JSON path

From: Jesper Pedersen <jesper(dot)pedersen(at)redhat(dot)com>
To: pgsql-performance(at)lists(dot)postgresql(dot)org
Subject: JSON path
Date: 2019-11-14 13:55:28
Message-ID: 71a1d71e-5263-2980-117c-066a37e481bc@redhat.com
Views: Raw Message | Whole Thread | Download mbox | Resend email
Thread:
Lists: pgsql-performance

Hi,

We have a table which has a jsonb column in it.
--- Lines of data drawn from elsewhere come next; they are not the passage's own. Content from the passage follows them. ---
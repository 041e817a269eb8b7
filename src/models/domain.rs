use serde::{Deserialize, Serialize};
use std::fmt;

use crate::core::terms::{TermSet, WILDCARD_TERM};

/// Which registry a company belongs to
#[derive(Debug, Clone, Copy, PartialEq, Eq, Hash, Serialize, Deserialize)]
#[serde(rename_all = "lowercase")]
pub enum Role {
    Buyer,
    Producer,
}

impl Role {
    /// The registry searched when this role is the anchor
    pub fn counterpart(self) -> Role {
        match self {
            Role::Buyer => Role::Producer,
            Role::Producer => Role::Buyer,
        }
    }

    /// Name of the product-text column for this role's rows
    pub fn product_column(self) -> &'static str {
        match self {
            Role::Buyer => "produce_needed",
            Role::Producer => "type_produced",
        }
    }

    pub fn as_str(self) -> &'static str {
        match self {
            Role::Buyer => "buyer",
            Role::Producer => "producer",
        }
    }
}

impl fmt::Display for Role {
    fn fmt(&self, f: &mut fmt::Formatter<'_>) -> fmt::Result {
        f.write_str(self.as_str())
    }
}

/// A buyer or producer record, validated once when the snapshot is loaded
///
/// `product_terms` is the raw comma-separated text ("needed" for buyers,
/// "produced" for producers). The normalized term set and the lower-cased
/// search text are derived here and never recomputed per query.
#[derive(Debug, Clone, PartialEq)]
pub struct Entity {
    pub company_name: String,
    pub city: String,
    pub latitude: f64,
    pub longitude: f64,
    pub product_terms: String,
    terms: TermSet,
    search_text: String,
}

impl Entity {
    pub fn new(
        company_name: impl Into<String>,
        city: impl Into<String>,
        latitude: f64,
        longitude: f64,
        product_terms: impl Into<String>,
    ) -> Self {
        let product_terms = product_terms.into();
        let terms = TermSet::parse(&product_terms);
        let search_text = product_terms.to_lowercase();

        Self {
            company_name: company_name.into(),
            city: city.into(),
            latitude,
            longitude,
            product_terms,
            terms,
            search_text,
        }
    }

    /// Normalized product terms
    pub fn terms(&self) -> &TermSet {
        &self.terms
    }

    /// Lower-cased raw product text, used for substring matching
    pub fn search_text(&self) -> &str {
        &self.search_text
    }

    /// True when this record matches any counterpart unconditionally
    ///
    /// Only a product text of exactly `all` qualifies; `"all,"` or
    /// `"all, eggs"` do not.
    pub fn is_wildcard(&self) -> bool {
        self.search_text.trim() == WILDCARD_TERM
    }
}

/// Immutable view of both registries shared by all in-flight queries
#[derive(Debug, Clone, Default)]
pub struct MarketSnapshot {
    pub generation: u64,
    pub buyers: Vec<Entity>,
    pub producers: Vec<Entity>,
}

impl MarketSnapshot {
    pub fn new(generation: u64, buyers: Vec<Entity>, producers: Vec<Entity>) -> Self {
        Self {
            generation,
            buyers,
            producers,
        }
    }

    /// All records of one role in load order
    pub fn entities(&self, role: Role) -> &[Entity] {
        match role {
            Role::Buyer => &self.buyers,
            Role::Producer => &self.producers,
        }
    }

    /// Look up a company by exact name; the first record wins on duplicates
    pub fn find(&self, role: Role, company_name: &str) -> Option<&Entity> {
        self.entities(role)
            .iter()
            .find(|entity| entity.company_name == company_name)
    }

    /// Selectable company names in load order, without duplicates
    pub fn company_names(&self, role: Role) -> Vec<String> {
        let mut seen = std::collections::HashSet::new();
        self.entities(role)
            .iter()
            .filter(|entity| seen.insert(entity.company_name.as_str()))
            .map(|entity| entity.company_name.clone())
            .collect()
    }
}

/// The selected company a query was resolved against
#[derive(Debug, Clone, Serialize, Deserialize)]
pub struct AnchorSummary {
    #[serde(rename = "companyName")]
    pub company_name: String,
    pub city: String,
    pub latitude: f64,
    pub longitude: f64,
}

impl From<&Entity> for AnchorSummary {
    fn from(entity: &Entity) -> Self {
        Self {
            company_name: entity.company_name.clone(),
            city: entity.city.clone(),
            latitude: entity.latitude,
            longitude: entity.longitude,
        }
    }
}

/// Counterpart record annotated with its distance from the anchor
#[derive(Debug, Clone, Serialize, Deserialize)]
pub struct MatchedEntity {
    #[serde(rename = "companyName")]
    pub company_name: String,
    pub city: String,
    #[serde(rename = "productTerms")]
    pub product_terms: String,
    pub latitude: f64,
    pub longitude: f64,
    #[serde(rename = "distanceMiles")]
    pub distance_miles: f64,
}

impl MatchedEntity {
    pub fn from_entity(entity: &Entity, distance_miles: f64) -> Self {
        Self {
            company_name: entity.company_name.clone(),
            city: entity.city.clone(),
            product_terms: entity.product_terms.clone(),
            latitude: entity.latitude,
            longitude: entity.longitude,
            distance_miles,
        }
    }
}

#[cfg(test)]
mod tests {
    use super::*;

    fn create_snapshot() -> MarketSnapshot {
        MarketSnapshot::new(
            1,
            vec![
                Entity::new("Corner Grocer", "Santa Cruz", 36.97, -122.03, "eggs, dairy"),
                Entity::new("Harbor Bistro", "Monterey", 36.60, -121.89, "fish"),
                Entity::new("Corner Grocer", "Aptos", 36.98, -121.90, "bread"),
            ],
            vec![Entity::new("Hilltop Farm", "Watsonville", 36.91, -121.76, "fresh eggs")],
        )
    }

    #[test]
    fn test_role_counterpart() {
        assert_eq!(Role::Buyer.counterpart(), Role::Producer);
        assert_eq!(Role::Producer.counterpart(), Role::Buyer);
        assert_eq!(Role::Producer.to_string(), "producer");
    }

    #[test]
    fn test_entity_derives_terms() {
        let entity = Entity::new("Grocer", "Salinas", 36.67, -121.65, " Eggs ,DAIRY,, ");
        assert_eq!(entity.terms().as_slice(), ["eggs", "dairy"]);
        assert_eq!(entity.search_text(), " eggs ,dairy,, ");
        assert!(!entity.is_wildcard());

        let wildcard = Entity::new("Anything Co", "Salinas", 36.67, -121.65, "ALL");
        assert!(wildcard.is_wildcard());

        for text in ["all,", "ALL, all", "all, eggs"] {
            let entity = Entity::new("Almost Co", "Salinas", 36.67, -121.65, text);
            assert!(!entity.is_wildcard(), "{:?} should not be a wildcard", text);
        }
    }

    #[test]
    fn test_find_first_match_wins() {
        let snapshot = create_snapshot();
        let found = snapshot.find(Role::Buyer, "Corner Grocer").unwrap();
        assert_eq!(found.city, "Santa Cruz");
        assert!(snapshot.find(Role::Producer, "Corner Grocer").is_none());
    }

    #[test]
    fn test_company_names_deduplicated_in_load_order() {
        let snapshot = create_snapshot();
        assert_eq!(
            snapshot.company_names(Role::Buyer),
            vec!["Corner Grocer".to_string(), "Harbor Bistro".to_string()]
        );
        assert_eq!(snapshot.company_names(Role::Producer), vec!["Hilltop Farm".to_string()]);
    }
}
Each row contains a lot
of data in that column, so TOASTed.

We have to extract data from that column at different levels, so an
example query could look like

select
col1,
col2,
jsonb_path_query_first(data,'$.lvl1.lvl2.lvl3.lvl4.lvl5.val1."text()"')
as val1,
jsonb_path_query_first(data,'$.lvl1.lvl2.lvl3.lvl4.lvl5.val2."text()"')
as val2,
jsonb_path_query_first(data,'$.lvl1.lvl2.lvl3.lvl4.lvl5.val3."text()"')
as val3
from tbl
where
id = 1;

I tried to rewrite it to

WITH foo AS (select
id,
col1,
col2,
jsonb_path_query_first(data,'$.lvl1.lvl2.lvl3.lvl4.lvl5') as jsondata,
from tbl )
select
col1,
col2,
jsondata->val1->'text()' as val1,
jsondata->val2->'text()' as val2,
jsondata->val3->'text()' as val3
from foo
where
id = 1;

However, WITH has the same run-time profile - most of the time is spent
in pglz_decompress. Using the -> notation has the same profile.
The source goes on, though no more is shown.